University professor develops mechanism to potentially prevent heart attacks
March 19, 2014
Researchers at the University of Illinois at Urbana-Champaign and at Washington University in St. Louis have developed a device that could one day save human lives by preventing heart attacks.
Current technology on the market to treat irregular heart beats include pacemakers and defibrillators, devices that are implanted and apply therapeutic electrical shocks to correct the heart’s rhythm.
“The way that they do the electrical mapping is pretty primitive,” said John Rogers, co-leader of the University’s research team involved in the project and professor of materials science and engineering.
Igor Efimov, leader of Washington University’s research team and professor in the department of biomedical engineering, said existing technology gathers information from basically a single spot on the heart and limits doctors to making decisions in therapy based on information from that one spot.

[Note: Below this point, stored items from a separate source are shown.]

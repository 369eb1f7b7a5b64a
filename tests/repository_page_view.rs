mod common;

use page_analytics::domain::entities::NewPageView;
use page_analytics::domain::repositories::PageViewRepository;
use page_analytics::infrastructure::persistence::PgPageViewRepository;
use sqlx::PgPool;
use std::sync::Arc;

#[sqlx::test]
async fn test_record_returns_stored_view(pool: PgPool) {
    let repo = PgPageViewRepository::new(Arc::new(pool));

    let view = repo
        .record(NewPageView {
            page_url: "/docs".to_string(),
            username: Some("alice".to_string()),
        })
        .await
        .unwrap();

    assert!(view.id > 0);
    assert_eq!(view.page_url, "/docs");
    assert_eq!(view.username, Some("alice".to_string()));
}

#[sqlx::test]
async fn test_count_all_empty(pool: PgPool) {
    let repo = PgPageViewRepository::new(Arc::new(pool));

    assert_eq!(repo.count_all().await.unwrap(), 0);
    assert!(repo.count_by_page().await.unwrap().is_empty());
    assert!(repo.count_by_user().await.unwrap().is_empty());
}

#[sqlx::test]
async fn test_count_by_page_orders_descending(pool: PgPool) {
    let repo = PgPageViewRepository::new(Arc::new(pool.clone()));

    for _ in 0..3 {
        common::create_test_view(&pool, "/popular", None).await;
    }
    common::create_test_view(&pool, "/rare", None).await;

    let counts = repo.count_by_page().await.unwrap();

    assert_eq!(counts.len(), 2);
    assert_eq!(counts[0].page_url, "/popular");
    assert_eq!(counts[0].views, 3);
    assert_eq!(counts[1].page_url, "/rare");
    assert_eq!(counts[1].views, 1);

    assert_eq!(repo.count_all().await.unwrap(), 4);
}

#[sqlx::test]
async fn test_count_by_user_includes_anonymous_group(pool: PgPool) {
    let repo = PgPageViewRepository::new(Arc::new(pool.clone()));

    common::create_test_view(&pool, "/a", Some("alice")).await;
    common::create_test_view(&pool, "/b", None).await;
    common::create_test_view(&pool, "/c", None).await;

    let counts = repo.count_by_user().await.unwrap();

    assert_eq!(counts.len(), 2);
    assert_eq!(counts[0].username, None);
    assert_eq!(counts[0].views, 2);
    assert_eq!(counts[1].username, Some("alice".to_string()));
    assert_eq!(counts[1].views, 1);
}
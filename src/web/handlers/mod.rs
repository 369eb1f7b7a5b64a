//! HTML page handlers.

pub mod insights;

pub use insights::insights_handler;
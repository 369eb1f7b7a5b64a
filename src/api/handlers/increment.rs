//! Handler for the view counter increment endpoint.

use axum::{Json, extract::State};

use crate::api::dto::count::CountResponse;
use crate::error::AppError;
use crate::state::AppState;

/// Increments the singleton view counter and returns the new total.
///
/// # Endpoint
///
/// `GET /increment-view`
///
/// # Response
///
/// ```json
/// {"count": 42}
/// ```
///
/// The increment is atomic; the counter row is created at 1 when it does
/// not exist yet. Every call mutates durable state, so a page refresh
/// counts as a new view.
///
/// # Errors
///
/// Returns 500 Internal Server Error on database failures.
pub async fn increment_view_handler(
    State(state): State<AppState>,
) -> Result<Json<CountResponse>, AppError> {
    let count = state.counter_service.increment().await?;

    Ok(Json(CountResponse { count }))
}
//! Frame type detection and decoding of scanned barcodes

use serde::{Deserialize, Serialize};
use uic_asn1::UperDecoder;
use uic_core::UicResult;
use uic_frame::ssb::SSB_LEN;
use uic_frame::static_frame::MAGIC;
use uic_frame::{DynamicFormat, DynamicFrame, FrameConfig, SsbFrame, StaticFrame};
use uic_security::{SignatureValidation, SignatureVerifier};
use uic_ticket::{OpaqueTicketCodec, TicketCodec, TicketPayload};

/// Container type of a barcode
#[derive(Debug, Clone, Copy, PartialEq, Eq, Serialize, Deserialize)]
pub enum BarcodeKind {
    Static,
    Dynamic,
    Ssb,
}

/// Decoded barcode of any container type
#[derive(Debug, Clone, PartialEq, Eq)]
pub enum Barcode {
    Static(StaticFrame),
    Dynamic(DynamicFrame),
    Ssb(SsbFrame),
}

/// Check whether `bytes` start like a Dynamic Frame header
fn has_dynamic_header(bytes: &[u8]) -> bool {
    let mut decoder = UperDecoder::new(bytes);
    let header = decoder
        .decode_sequence_extension_marker()
        .and_then(|_| decoder.decode_presence_bitmap(1))
        .and_then(|_| decoder.decode_length_determinant());
    if !matches!(header, Ok(2)) {
        return false;
    }
    let mut format = String::with_capacity(2);
    for _ in 0..2 {
        match decoder.decode_bits(7) {
            Ok(code) => format.push(char::from(code as u8)),
            Err(_) => return false,
        }
    }
    DynamicFormat::from_format(&format).is_ok()
}

/// Determine the container type of a scanned barcode
///
/// `#UT` marks a Static Frame. A 114-byte input is an SSB unless it starts
/// with a Dynamic Frame header. Everything else is read as a Dynamic Frame.
pub fn detect(bytes: &[u8]) -> BarcodeKind {
    if bytes.starts_with(MAGIC) {
        BarcodeKind::Static
    } else if bytes.len() == SSB_LEN && !has_dynamic_header(bytes) {
        BarcodeKind::Ssb
    } else {
        BarcodeKind::Dynamic
    }
}

/// Decode a barcode with the default configuration
pub fn decode_barcode(bytes: &[u8]) -> UicResult<Barcode> {
    decode_barcode_with_config(bytes, &FrameConfig::default())
}

pub fn decode_barcode_with_config(bytes: &[u8], config: &FrameConfig) -> UicResult<Barcode> {
    config.validate()?;
    let kind = detect(bytes);
    log::debug!("Detected {:?} barcode of {} bytes", kind, bytes.len());
    match kind {
        BarcodeKind::Static => StaticFrame::decode_with_config(bytes, config).map(Barcode::Static),
        BarcodeKind::Dynamic => DynamicFrame::decode_with_config(bytes, config).map(Barcode::Dynamic),
        BarcodeKind::Ssb => SsbFrame::decode(bytes).map(Barcode::Ssb),
    }
}

impl Barcode {
    pub fn kind(&self) -> BarcodeKind {
        match self {
            Barcode::Static(_) => BarcodeKind::Static,
            Barcode::Dynamic(_) => BarcodeKind::Dynamic,
            Barcode::Ssb(_) => BarcodeKind::Ssb,
        }
    }

    pub fn encode(&self) -> UicResult<Vec<u8>> {
        match self {
            Barcode::Static(frame) => frame.encode(),
            Barcode::Dynamic(frame) => frame.encode(),
            Barcode::Ssb(frame) => frame.encode(),
        }
    }

    /// FCB tickets carried by the barcode; an SSB carries none
    pub fn ticket_payloads(&self) -> UicResult<Vec<TicketPayload>> {
        self.tickets(&OpaqueTicketCodec::new())
    }

    /// FCB tickets mapped through `codec`
    pub fn tickets<C: TicketCodec>(&self, codec: &C) -> UicResult<Vec<C::Ticket>> {
        match self {
            Barcode::Static(frame) => Ok(frame.ticket(codec)?.into_iter().collect()),
            Barcode::Dynamic(frame) => frame.tickets(codec),
            Barcode::Ssb(_) => Ok(Vec::new()),
        }
    }

    /// Validate the issuer signature
    ///
    /// For a Dynamic Frame this is the level 1 signature; its algorithm is
    /// taken from the frame and `algorithm_oid` is ignored.
    pub fn verify(
        &self,
        verifier: &dyn SignatureVerifier,
        public_key: &[u8],
        algorithm_oid: &str,
    ) -> SignatureValidation {
        match self {
            Barcode::Static(frame) => frame.verify(verifier, public_key, algorithm_oid),
            Barcode::Dynamic(frame) => frame.validate_level1(verifier, Some(public_key)),
            Barcode::Ssb(frame) => frame.verify(verifier, public_key, algorithm_oid),
        }
    }
}
//! Signing and verification capabilities
//!
//! Frame codecs never touch key material directly. They hand the exact bytes
//! to be signed to a [`Signer`] and the signature, data and key to a
//! [`SignatureVerifier`]. Signatures cross these seams in DER form; frames
//! that store raw `r ‖ s` convert with [`crate::der`].
//!
//! [`RingSigner`] and [`RingVerifier`] implement the capabilities with `ring`
//! for ECDSA P-256 and P-384. Other recognised algorithms are reported as
//! [`UicError::UnsupportedAlgorithm`].

use crate::algorithm::SignatureAlgorithm;
use crate::der;
use ring::rand::SystemRandom;
use ring::signature::{self, EcdsaKeyPair, EcdsaSigningAlgorithm, KeyPair, UnparsedPublicKey};
use uic_core::{UicError, UicResult};

/// Produces signatures over barcode data
#[cfg_attr(test, mockall::automock)]
pub trait Signer {
    /// Sign `data`, returning a DER `SEQUENCE { r, s }` signature
    fn sign(&self, data: &[u8]) -> UicResult<Vec<u8>>;

    /// OID of the signature algorithm this signer uses
    fn algorithm_oid(&self) -> String;
}

/// Checks signatures over barcode data
#[cfg_attr(test, mockall::automock)]
pub trait SignatureVerifier {
    /// Verify a DER signature over `data`
    ///
    /// Returns `Ok(false)` for a well-formed signature that does not match,
    /// and an error when the key or algorithm cannot be used at all.
    fn verify(
        &self,
        signature_der: &[u8],
        data: &[u8],
        public_key: &[u8],
        algorithm_oid: &str,
    ) -> UicResult<bool>;
}

fn signing_algorithm(algorithm: SignatureAlgorithm) -> UicResult<&'static EcdsaSigningAlgorithm> {
    match algorithm {
        SignatureAlgorithm::EcdsaP256Sha256 => Ok(&signature::ECDSA_P256_SHA256_ASN1_SIGNING),
        SignatureAlgorithm::EcdsaP384Sha384 => Ok(&signature::ECDSA_P384_SHA384_ASN1_SIGNING),
        other => Err(UicError::UnsupportedAlgorithm(format!(
            "No signing backend for {:?} ({})",
            other,
            other.oid()
        ))),
    }
}

/// ECDSA signer backed by a `ring` key pair
pub struct RingSigner {
    key_pair: EcdsaKeyPair,
    algorithm: SignatureAlgorithm,
    rng: SystemRandom,
}

impl RingSigner {
    /// Load a signer from a PKCS#8 v1 private key document
    pub fn from_pkcs8(algorithm: SignatureAlgorithm, pkcs8: &[u8]) -> UicResult<Self> {
        let rng = SystemRandom::new();
        let key_pair = EcdsaKeyPair::from_pkcs8(signing_algorithm(algorithm)?, pkcs8, &rng)
            .map_err(|e| UicError::MalformedKey(format!("Rejected PKCS#8 key: {}", e)))?;
        Ok(Self {
            key_pair,
            algorithm,
            rng,
        })
    }

    /// Generate a fresh key pair
    ///
    /// Returns the signer and its PKCS#8 document so the key can be stored.
    pub fn generate(algorithm: SignatureAlgorithm) -> UicResult<(Self, Vec<u8>)> {
        let rng = SystemRandom::new();
        let pkcs8 = EcdsaKeyPair::generate_pkcs8(signing_algorithm(algorithm)?, &rng)
            .map_err(|_| UicError::Security("Key generation failed".to_string()))?;
        let signer = Self::from_pkcs8(algorithm, pkcs8.as_ref())?;
        Ok((signer, pkcs8.as_ref().to_vec()))
    }

    /// Uncompressed SEC1 public key point
    pub fn public_key(&self) -> Vec<u8> {
        self.key_pair.public_key().as_ref().to_vec()
    }

    pub fn algorithm(&self) -> SignatureAlgorithm {
        self.algorithm
    }
}

impl Signer for RingSigner {
    fn sign(&self, data: &[u8]) -> UicResult<Vec<u8>> {
        let signature = self
            .key_pair
            .sign(&self.rng, data)
            .map_err(|_| UicError::Security("Signing failed".to_string()))?;
        log::trace!(
            "Signed {} bytes with {}, signature {} bytes",
            data.len(),
            self.algorithm,
            signature.as_ref().len()
        );
        Ok(signature.as_ref().to_vec())
    }

    fn algorithm_oid(&self) -> String {
        self.algorithm.oid().to_string()
    }
}

/// ECDSA verifier backed by `ring`
///
/// Public keys may be given as an uncompressed SEC1 point or wrapped in an
/// X.509 `SubjectPublicKeyInfo`.
#[derive(Debug, Clone, Copy, Default)]
pub struct RingVerifier;

impl RingVerifier {
    pub fn new() -> Self {
        Self
    }

    fn sec1_point(public_key: &[u8], coordinate_len: usize) -> UicResult<Vec<u8>> {
        let point = match public_key.first() {
            Some(0x30) => der::subject_public_key(public_key)?,
            Some(_) => public_key.to_vec(),
            None => return Err(UicError::MalformedKey("Empty public key".to_string())),
        };
        if point.first() != Some(&0x04) || point.len() != 1 + 2 * coordinate_len {
            return Err(UicError::MalformedKey(format!(
                "Expected uncompressed point of {} bytes, got {} bytes",
                1 + 2 * coordinate_len,
                point.len()
            )));
        }
        Ok(point)
    }
}

impl SignatureVerifier for RingVerifier {
    fn verify(
        &self,
        signature_der: &[u8],
        data: &[u8],
        public_key: &[u8],
        algorithm_oid: &str,
    ) -> UicResult<bool> {
        let algorithm = SignatureAlgorithm::from_oid(algorithm_oid)?;
        let verification: &'static dyn signature::VerificationAlgorithm = match algorithm {
            SignatureAlgorithm::EcdsaP256Sha256 => &signature::ECDSA_P256_SHA256_ASN1,
            SignatureAlgorithm::EcdsaP384Sha384 => &signature::ECDSA_P384_SHA384_ASN1,
            other => {
                return Err(UicError::UnsupportedAlgorithm(format!(
                    "No verification backend for {:?} ({})",
                    other, algorithm_oid
                )));
            }
        };
        let point = Self::sec1_point(public_key, algorithm.component_len())?;

        let valid = UnparsedPublicKey::new(verification, &point)
            .verify(data, signature_der)
            .is_ok();
        log::trace!(
            "Verified {} bytes with {}: {}",
            data.len(),
            algorithm,
            if valid { "valid" } else { "invalid" }
        );
        Ok(valid)
    }
}

#[cfg(test)]
mod tests {
    use super::*;

    #[test]
    fn test_sign_and_verify_p256() {
        let (signer, _) = RingSigner::generate(SignatureAlgorithm::EcdsaP256Sha256).unwrap();
        let data = b"level 1 data";
        let signature = signer.sign(data).unwrap();

        let verifier = RingVerifier::new();
        let oid = signer.algorithm_oid();
        assert!(verifier.verify(&signature, data, &signer.public_key(), &oid).unwrap());
        assert!(!verifier.verify(&signature, b"tampered", &signer.public_key(), &oid).unwrap());
    }

    #[test]
    fn test_sign_and_verify_p384() {
        let (signer, pkcs8) = RingSigner::generate(SignatureAlgorithm::EcdsaP384Sha384).unwrap();
        let reloaded = RingSigner::from_pkcs8(SignatureAlgorithm::EcdsaP384Sha384, &pkcs8).unwrap();
        assert_eq!(signer.public_key(), reloaded.public_key());

        let signature = reloaded.sign(b"abc").unwrap();
        let valid = RingVerifier
            .verify(&signature, b"abc", &signer.public_key(), "1.2.840.10045.4.3.3")
            .unwrap();
        assert!(valid);
    }

    #[test]
    fn test_raw_signature_roundtrip_verifies() {
        let (signer, _) = RingSigner::generate(SignatureAlgorithm::EcdsaP256Sha256).unwrap();
        let signature = signer.sign(b"static frame").unwrap();
        let raw = der::signature_to_raw(&signature, 32).unwrap();
        assert_eq!(raw.len(), 64);

        let rebuilt = der::signature_from_raw(&raw).unwrap();
        assert!(RingVerifier
            .verify(&rebuilt, b"static frame", &signer.public_key(), "1.2.840.10045.4.3.2")
            .unwrap());
    }

    #[test]
    fn test_unsupported_algorithms() {
        assert!(matches!(
            RingSigner::generate(SignatureAlgorithm::DsaSha224),
            Err(UicError::UnsupportedAlgorithm(_))
        ));
        assert!(matches!(
            RingVerifier.verify(&[], b"", &[0x04; 133], "1.2.840.10045.4.3.4"),
            Err(UicError::UnsupportedAlgorithm(_))
        ));
        assert!(matches!(
            RingVerifier.verify(&[], b"", &[0x04; 65], "1.9.9"),
            Err(UicError::UnsupportedAlgorithm(_))
        ));
    }

    #[test]
    fn test_malformed_key() {
        assert!(matches!(
            RingVerifier.verify(&[0x30, 0x00], b"", &[], "1.2.840.10045.4.3.2"),
            Err(UicError::MalformedKey(_))
        ));
        assert!(matches!(
            RingVerifier.verify(&[0x30, 0x00], b"", &[0x04, 0x01, 0x02], "1.2.840.10045.4.3.2"),
            Err(UicError::MalformedKey(_))
        ));
    }

    #[test]
    fn test_mock_signer() {
        let mut signer = MockSigner::new();
        signer.expect_sign().returning(|data| Ok(data.to_vec()));
        signer
            .expect_algorithm_oid()
            .return_const("1.2.840.10045.4.3.2".to_string());
        assert_eq!(signer.sign(b"xy").unwrap(), b"xy".to_vec());
        assert_eq!(signer.algorithm_oid(), "1.2.840.10045.4.3.2");
    }
}
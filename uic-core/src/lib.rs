//! Core types and utilities for UIC railway barcodes
//!
//! This crate provides the error taxonomy and the bit-addressable buffer
//! used throughout the UIC barcode implementation.

pub mod bit_buffer;
pub mod error;

pub use bit_buffer::BitBuffer;
pub use error::{ResultExt, UicError, UicResult};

While existing technology maps the heart’s electrical activity in a point-by-point fashion, the device the team developed is equipped with many more electrodes and fits over the entire surface of the heart, allowing it to make contact with and monitor more points on the vital organ.
“What we’re saying is if you can go from single point to very large numbers of independently addressable points … then you can improve — qualitatively — the sophistication with which you’re electrically interacting with the heart,” Rogers said.
“A device that is being developed for any cardiac application needs to contract and change shape with every heart beat,” Efimov said. “In fact, one of the major problems with technology that’s currently on the market … is failure of electrodes due to this constant flexion … over a very long period of time.”
The “sock” — as Rogers called it — that the team invented was created using a 3D printer. He said this is the first time they’ve made something that adopts the full 3D shape of the targeted organ and that it enables interaction, measurement and stimulation across the organ’s entire surface. It is currently being tested on a rabbit’s removed heart.
The mechanism’s various sensors and wires are arranged in a mesh configuration that will not reduce the sock’s overall elasticity.
“We’ve been working for a while on the topic of how you can better integrate … the kinds of things that you find in the consumer electronics world with the human body, with the idea that if you could do that in a more effective way then … it could advance the art in human health care,” he said. “It’s kind of in that broader context of, ‘How do you monitor the behavior of the heart while it’s beating?’ that this particular project kind of grew up.”
Still, there is a lot of work to be done.
Michael Brottman, a University alum and cardiologist at Elmhurst Hospital who was not involved in the project, expressed several practical concerns about the apparatus.
Coronary arteries are located on the outside surface of the heart. If surgeons needed to do a bypass surgery, Brottman said he thought the sock might get in the way.
Brottman also said it was unclear how the monitoring of different biochemical reactions in the heart would translate to actually preventing heart attacks.
“The concept of this thing — to test the metabolics of the heart and the rhythm — in theory sounds great,” he said. “However, I feel that, in the reality of testing, there are many unanswered questions.”
Rogers said that at this point preventing heart attacks is an ambition of the team’s, as the device hasn’t actually been implemented to prevent an attack.
“That’s a possibility we think has been made available by these capabilities but it has not been demonstrated at that level,” he said.
The idea is that the apparatus would pick up on unusual patterns of electrical activity and other indicators before the heart attack actually manifests itself and then would apply treatment to get the heart’s beat back on track.
Brottman also questioned how the invention would be powered.
The group is exploring how to power the mechanism once it’s in clinical use, as it’s currently powered externally. Batteries wouldn’t work since they’re still large and have a finite lifetime. The vision, Rogers said, is to eventually integrate everything onto the sock so that it can be self-powering.
Rogers said he is pleased with the project’s progress so far, and that it provides a foundation for thinking about how to integrate devices with the heart in ways that haven’t been possible before.
He estimates that the device is 10 to 15 years away from being made available to humans due to rigorous testing requirements. The next step, he said, is to test the device in living, freely-moving animals.
“I definitely think there’s some potential in it,” Brottman said. “We need to keep an open mind on all technology. Something like this could end up finding a therapeutic niche for treating some form of heart disease. Only time will tell.”